Reagindo à pressão
gospel
Segundo o mapa religioso do Censo IBGE 2022,
cerca de 35 milhões de pessoas se declaram evangélicos, 80% dos quais nas alas
pentecostais e neopentecostais. E 63% se declaram católicos – uma encolha de
27% desde 1990. 2% são minorias e sem religião.
Inexiste comparação relacional de
católico-pagão¹ e católico-protestante, considerando-se temporalidade. A Igreja
Católica tentou erradicar o paganismo afro e indígena por 500 anos, mas em 35
anos, ela recuou diante da investida gospel. Fenômeno fora da curva? Sim, mas
tem explicação.
Tolerância –
mesmo tradicional, a instituição ICAR deixou de perseguir para tolerar as
demais fés por influência de fatos externos como o Iluminismo, a Revolução
Francesa, o avançar da ciência e o reconhecimento das fés pelo II Império. O
laicismo republicano ajudou no aprofundamento dessa relação.

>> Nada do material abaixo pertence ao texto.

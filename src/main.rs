//! dockforge CLI entry point.
//!
//! Initializes logging and delegates to the CLI module for command handling.

use tracing::error;
use tracing_subscriber::{fmt, prelude::*, EnvFilter};

#[tokio::main]
async fn main() {
    // Parse CLI arguments first to get log_level
    let cli = dockforge::cli::parse_cli();

    // Priority: RUST_LOG env var > --log-level CLI arg > default "info"
    let log_filter = std::env::var("RUST_LOG").unwrap_or_else(|_| cli.log_level.clone());

    tracing_subscriber::registry()
        .with(fmt::layer())
        .with(EnvFilter::try_from_default_env().unwrap_or_else(|_| EnvFilter::new(&log_filter)))
        .init();

    if let Err(e) = dockforge::cli::run_with_cli(cli).await {
        error!("{:#}", e);
        std::process::exit(1);
    }
}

Como tolerância é só respeito e não aceitação, a
ICAR viu no protestantismo um aliado na evangelização massiva dos praticantes
afro-brasileiros. Foi um sucesso, ao ponto de as práticas quase
desaparecerem. Mas a coisa mudaria. O
antigo temor da “ameaça protestante” retornou, desta vez o
de eliminar “a maior nação católica do mundo”.
O mecanismo de conversão gospel é ritual: nos
cultos há imitação de ritos africanos e atendimento a queixas de cada fiel. O
sucesso ainda se mantém, mas o censo de 2022 revelou detalhes interessantes.
Resistência –
se em 2010 eram 64% católicos e 31% evangélicos indicando forte inversão (- 1% católicos
e + 2% gospels por ano), o censo 2022 em respectivos 63% e 32% indica
diminuição da velocidade de inversão, com tendência a estabilizar.
Talvez seja
o carisma popular do reformista Papa Francisco, por ser mais interativo com os fiéis
e ser sul-americano, facilitando a afinidade. E o catolicismo não está sozinho nessa resistência, o que não é problema para as lideranças gospels.

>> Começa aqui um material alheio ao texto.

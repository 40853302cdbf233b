//! Error types for dockforge operations.
//!
//! Defines error types for all major subsystems:
//! - Dockerfile construction, templating, and writing
//! - Docker remote API operations (image and container lifecycle)
//! - Task graph construction and pipeline execution

use thiserror::Error;

/// Errors that can occur while building or writing a Dockerfile.
#[derive(Debug, Error)]
pub enum DockerfileError {
    #[error("Dockerfile contains no instructions")]
    Empty,

    #[error("First effective instruction must be FROM, found '{0}'")]
    MissingFrom(String),

    #[error("Instruction index {index} out of bounds (length {len})")]
    IndexOutOfBounds { index: usize, len: usize },

    #[error("Blank keys are not allowed in {0} key=value pairs")]
    BlankKey(String),

    #[error("Template file '{0}' not found")]
    TemplateNotFound(String),

    #[error("Template rendering error: {0}")]
    Tera(#[from] tera::Error),

    #[error("IO error: {0}")]
    Io(#[from] std::io::Error),
}

/// Errors surfaced from Docker remote API operations.
#[derive(Debug, Error)]
pub enum RemoteApiError {
    #[error("Docker daemon not available: {0}")]
    Connect(String),

    #[error("Failed to assemble build context from '{path}': {message}")]
    Archive { path: String, message: String },

    #[error("Image build failed: {0}")]
    Build(String),

    #[error("Image push failed for '{image}': {message}")]
    Push { image: String, message: String },

    #[error("Image pull failed for '{image}': {message}")]
    Pull { image: String, message: String },

    #[error("Image listing failed: {0}")]
    List(String),

    #[error("Image removal failed for '{image}': {message}")]
    RemoveImage { image: String, message: String },

    #[error("Container creation failed for image '{image}': {message}")]
    Create { image: String, message: String },

    #[error("Container start failed for '{id}': {message}")]
    Start { id: String, message: String },

    #[error("Container stop failed for '{id}': {message}")]
    Stop { id: String, message: String },

    #[error("Container removal failed for '{id}': {message}")]
    Remove { id: String, message: String },

    #[error("Container wait failed for '{id}': {message}")]
    Wait { id: String, message: String },

    #[error("Container log streaming failed for '{id}': {message}")]
    Logs { id: String, message: String },

    #[error("IO error: {0}")]
    Io(#[from] std::io::Error),
}

/// Errors in task graph construction and validation.
#[derive(Debug, Error)]
pub enum GraphError {
    #[error("Task '{0}' is not part of this graph")]
    UnknownTask(String),

    #[error("Task '{0}' already exists in graph")]
    DuplicateTask(String),

    #[error("Task '{0}' cannot be wired to itself")]
    SelfReference(String),

    #[error("Edge from '{from}' to '{to}' would create a cycle")]
    Cycle { from: String, to: String },
}

/// Errors produced by individual pipeline tasks.
#[derive(Debug, Error)]
pub enum TaskError {
    #[error(transparent)]
    RemoteApi(#[from] RemoteApiError),

    #[error(transparent)]
    Dockerfile(#[from] DockerfileError),

    #[error("Task '{task}' produced no {kind} output")]
    MissingOutput { task: String, kind: String },

    #[error("Invalid task input: {0}")]
    InvalidInput(String),

    #[error("IO error: {0}")]
    Io(#[from] std::io::Error),
}

/// Errors surfaced from a pipeline run.
///
/// A task failure carries the summary of the aborted run so callers can
/// still inspect every task's terminal state.
#[derive(Debug, Error)]
pub enum RunError {
    #[error("Task '{task}' failed: {source}")]
    TaskFailed {
        task: String,
        #[source]
        source: TaskError,
        summary: crate::graph::RunSummary,
    },

    #[error(transparent)]
    Graph(#[from] GraphError),
}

Nesse contexto de mescla político-religiosa da extrema-direita, o foco se volta inteiramente para eliminar totalmente as práticas de matriz africana e ateus. E, para isso, adotam um viés mais agressivo do que antes.
Ataques: só no RJ, 91% dos terreiros foram depredados por
fanáticos, bandidos² ou não. Seguem BA, AL e DF. Ataques a fiéis são mais
institucionais do que pessoais, como alunos de fé afro-brasileira impedidos
de entrar nas escolas, por exemplo. Ainda assim, o povo de fé afro-brasileira resiste. E os sem religião também.
O Censo 2022 revelou mais de 1% dos brasileiros declarados fiéis de matriz africana, um salto imenso em relação a apenas 0,3% em 2010. Os sem religião também avançam, superando 20% entre os mais jovens., de acordo com pesquisa do DataFollha, que também revela menos católicos e gospels.
Essa é uma demonstração de que a religiosidade no país não é estática. O mapa muda constantemente. Se o catolicismo luta agora para não perder espaço para a pressão gospel, as fés afro são a cara da resistência ao fascismo, ao racismo religioso e à intolerância prosélita, na busca da harmonia dentro da diversidade.
Nota da autoria
¹ sem intenção depreciativa, o termo agrupa
todas as fés não cristãs, apenas para generalização.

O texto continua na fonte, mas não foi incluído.